Call for papers

CfP : Faire face à la défaite (1870-1945) Soixante-quinze ans d'histoire franco-allemande

05 octobre 

Colloque "FAIRE FACE À LA DÉFAITE (1870-1945) SOIXANTE-QUINZE ANS D’HISTOIRE FRANCO-ALLEMANDE"
organisé les 8-9 mars 2021 au Château de Vincennes, Avenue de Paris à Vincennes.

La séquence 2020-2021 est marquée par un quadruple anniversaire franco-allemand : le cent-cinquantenaire des débuts de la guerre franco-prussienne en amont et le soixante-quinzième anniversaire de la fin de la Seconde Guerre mondiale en aval. Entre les deux, 2020 correspond également au centième anniversaire de l’entrée en vigueur du traité de Versailles – qui à l’issue de la Grande Guerre devait remodeler les relations entre les deux voisins mais aussi, idéalement, permettre d’éviter de nouveaux conflits – et au quatre-vingtième anniversaire de la défaite française de mai-juin 1940. La défaite est donc une expérience partagée. Elle bouscule, recompose et continue à travailler en profondeur les sociétés française et allemande, avant, pendant et après les conflits.

Dans ce cycle commémoratif éclaté qui voit chaque conflit étudié séparément, le Service Historique de la Défense (Vincennes), en partenariat avec le Centre Marc Bloch (Berlin), le Centre d’Histoire « Espaces et Cultures » de l’Université d’Auvergne (Clermont-Ferrand), le Centre international de Recherche de l’Historial de la Grande Guerre et de l’Université de Picardie – Jules Verne (Péronne), l’Institut Historique Allemand (Paris) et le Zentrum für Militärgeschichte und Sozialwissenschaften der Bundeswehr (Potsdam) ont souhaité organiser un colloque scientifique qui interroge l’unité de la séquence du point de vue franco-allemand en centrant la focale sur l’expérience partagée de la défaite.

Des travaux récents ont montré que l’histoire des années 1870-1945 ne saurait se résumer à une histoire des conflits, des défaites et des revanches.

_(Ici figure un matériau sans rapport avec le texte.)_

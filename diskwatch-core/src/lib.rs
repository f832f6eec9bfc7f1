//! `diskwatch` Core Library
//!
//! This crate provides the core functionality for the `diskwatch` remote
//! disk usage monitor: SSH session management with bounded retry, parsing
//! and threshold evaluation of `df -h` output, multi-channel alert dispatch,
//! and the per-host check orchestration.
//!
//! # Crate Structure
//!
//! - [`config`] - YAML configuration loading and validation
//! - [`session`] - SSH session establishment, retry policy, command execution
//! - [`usage`] - Disk usage parsing and threshold evaluation
//! - [`alert`] - Alert events and the multi-channel dispatcher (email, Slack)
//! - [`monitor`] - The per-host check pipeline and run summary

#![warn(missing_docs)]

pub mod alert;
pub mod config;
pub mod monitor;
pub mod session;
pub mod usage;

pub use alert::{
    AlertChannel, AlertDispatcher, AlertEvent, ChannelError, ChannelFailure, DispatchReport,
    EmailChannel, Severity, SlackChannel,
};
pub use config::{
    AlertSettings, AuthMethod, ConfigError, ConfigResult, EmailSettings, MonitorConfig,
    ServerTarget, SlackSettings, SshSettings,
};
pub use monitor::{
    connection_failure_alert, threshold_alert, CheckOutcome, Monitor, RunSummary,
};
pub use session::{
    connect_with_retry, with_retry, CommandOutput, ConnectError, ExecError, RetryPolicy,
    SshSession, DEFAULT_MAX_ATTEMPTS,
};
pub use usage::{format_alert_body, over_threshold, parse_df_output, UsageRecord, DF_COMMAND};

La guerre et la défaite n’en représentent pas moins, pour les contemporains, un horizon des possibles et, parfois, une expérience vécue. Ils sont amenés à y « faire face » que ce soit pour s’y préparer, s’y adapter quand l’événement survient, pour le dépasser et le conjurer une fois la guerre terminée. Dans cette perspective, deux options dominent qui ne sont pas toujours exclusives l’une de l’autre et qui consistent à préparer soit la revanche, soit le dépassement de la logique d’affrontement. Dans un cadre franco-allemand, ce colloque sera donc l’occasion d’explorer la diversité des attitudes des acteurs tant civils que militaires face à la défaite, aussi bien la sienne ou celle de l’autre, entre 1870 et 1945. Il s’agit de saisir le rapport à la violence de la défaite aussi bien à l’échelle de l’individu et de l’intime qu’à celle des institutions militaires ou non, locales, nationales et impériales, en étant attentif aux interactions entre ces dimensions. En outre, De 1870 à 1945, la répétition des revers subis ou infligés permet également d’aborder la façon dont l’expérience d’un conflit est plus ou moins réinvestie au cours du suivant, consciemment ou non. Les acteurs sociaux inventent-ils alors une nouvelle « culture de la défaite », pour reprendre l’expression de Wolfgang Schivelbusch ou au contraire vivent-ils le surgissement de la défaite dans leur vie comme un moment exceptionnel, ou encore comme une initiation qui donne un sens à ce qui a précédé et/ou à leur existence future ? Ajoutons enfin que la période 1870-1945 voit les puissances européennes s’étendre sur d’autres continents puis les systèmes de domination coloniale entrer en crise. Les défaites militaires sur le sol européen acquièrent ainsi rapidement une dimension mondiale et les populations colonisées font l’expérience concrète des recompositions impériales qu’elles provoquent.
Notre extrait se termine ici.